Raw data
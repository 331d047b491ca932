use std::time::Duration;

/// Counters for one channel, collected by either `dump` or `pairs`.
#[derive(Debug, Default, Clone, PartialEq)]
pub struct ChannelStats {
    pub name: String,
    pub messages_processed: usize,
    pub target_messages: usize,
    pub bursts_found: usize,
    pub pairs_found: usize,
    pub explicit_replies: usize,
    pub time_taken: Duration,
}

impl ChannelStats {
    pub fn named(name: impl Into<String>) -> Self {
        Self {
            name: name.into(),
            ..Self::default()
        }
    }

    pub fn pair_rate(&self) -> Option<f64> {
        if self.bursts_found == 0 {
            return None;
        }
        Some(self.pairs_found as f64 / self.bursts_found as f64 * 100.0)
    }
}

pub struct Stats {
    pub output_path: String,
    pub channels_processed: usize,
    pub total_messages: usize,
    pub total_target_messages: usize,
    pub total_bursts: usize,
    pub total_pairs: usize,
    pub total_explicit: usize,
    pub channel_stats: Vec<ChannelStats>,
    pub start_time: std::time::Instant,
}

impl Stats {
    pub fn new(output_path: String) -> Self {
        Self {
            output_path,
            channels_processed: 0,
            total_messages: 0,
            total_target_messages: 0,
            total_bursts: 0,
            total_pairs: 0,
            total_explicit: 0,
            channel_stats: Vec::new(),
            start_time: std::time::Instant::now(),
        }
    }

    pub fn add_channel_stats(&mut self, stats: ChannelStats) {
        self.channels_processed += 1;
        self.total_messages += stats.messages_processed;
        self.total_target_messages += stats.target_messages;
        self.total_bursts += stats.bursts_found;
        self.total_pairs += stats.pairs_found;
        self.total_explicit += stats.explicit_replies;
        self.channel_stats.push(stats);
    }
}

#[cfg(test)]
mod tests {
    use super::*;

    #[test]
    fn test_totals_accumulate() {
        let mut stats = Stats::new("pairs.jsonl".to_string());
        stats.add_channel_stats(ChannelStats {
            messages_processed: 10,
            bursts_found: 4,
            pairs_found: 2,
            explicit_replies: 1,
            ..ChannelStats::named("a")
        });
        stats.add_channel_stats(ChannelStats {
            messages_processed: 5,
            bursts_found: 1,
            pairs_found: 1,
            ..ChannelStats::named("b")
        });

        assert_eq!(stats.channels_processed, 2);
        assert_eq!(stats.total_messages, 15);
        assert_eq!(stats.total_bursts, 5);
        assert_eq!(stats.total_pairs, 3);
        assert_eq!(stats.total_explicit, 1);
        assert_eq!(stats.channel_stats[0].pair_rate(), Some(50.0));
        assert_eq!(ChannelStats::named("c").pair_rate(), None);
    }
}
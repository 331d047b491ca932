use std::path::{Path, PathBuf};
use std::time::Instant;

use anyhow::Result;
use rayon::prelude::*;
use tracing::debug;

use crate::models::{ArchivedMessage, ChannelStats, Pair};
use crate::utils::file::{channel_label, read_archive};

use super::burst::Bursts;
use super::index::MessageIndex;
use super::prompt::{PromptSource, select_prompt};
use super::rules::PairingRules;

pub struct ChannelPairs {
    pub pairs: Vec<Pair>,
    pub stats: ChannelStats,
}

/// Turns one channel's ordered messages into prompt/response pairs.
pub fn build_channel_pairs(
    name: &str,
    messages: &[ArchivedMessage],
    rules: &PairingRules,
) -> ChannelPairs {
    let start_time = Instant::now();
    let index = MessageIndex::build(messages);
    let mut stats = ChannelStats::named(name);
    stats.messages_processed = messages.len();
    stats.target_messages = messages
        .iter()
        .filter(|m| m.author_id == rules.target_user_id)
        .count();

    let mut pairs = Vec::new();
    for burst in Bursts::new(messages, rules) {
        stats.bursts_found += 1;
        let Some(prompt) = select_prompt(messages, &burst, &index, rules) else {
            continue;
        };
        if prompt.source == PromptSource::ExplicitReply {
            stats.explicit_replies += 1;
        }
        pairs.push(Pair {
            prompt: prompt.text,
            response: burst.response,
        });
    }

    stats.pairs_found = pairs.len();
    stats.time_taken = start_time.elapsed();
    debug!(
        "{}: {} bursts, {} pairs ({} explicit)",
        name, stats.bursts_found, stats.pairs_found, stats.explicit_replies
    );
    ChannelPairs { pairs, stats }
}

/// Reads and pairs every archive file. Channels are independent, so they are
/// processed in parallel; results keep the order of `files`.
pub fn build_archive_pairs(files: &[PathBuf], rules: &PairingRules) -> Result<Vec<ChannelPairs>> {
    files
        .par_iter()
        .map(|path| build_file_pairs(path, rules))
        .collect()
}

fn build_file_pairs(path: &Path, rules: &PairingRules) -> Result<ChannelPairs> {
    let messages = read_archive(path)?;
    Ok(build_channel_pairs(&channel_label(path), &messages, rules))
}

Problem description
Write out the records above exactly, from the opening line to the line with "pub fn pair_rate(&self)", including both, with nothing added.

Answer to the problem
repository 331d047b491ca932
use std::time::Duration;

/// Counters for one channel, collected by either `dump` or `pairs`.
#[derive(Debug, Default, Clone, PartialEq)]
pub struct ChannelStats {
    pub name: String,
    pub messages_processed: usize,
    pub target_messages: usize,
    pub bursts_found: usize,
    pub pairs_found: usize,
    pub explicit_replies: usize,
    pub time_taken: Duration,
}

impl ChannelStats {
    pub fn named(name: impl Into<String>) -> Self {
        Self {
            name: name.into(),
            ..Self::default()
        }
    }

    pub fn pair_rate(&self) -> Option<f64> {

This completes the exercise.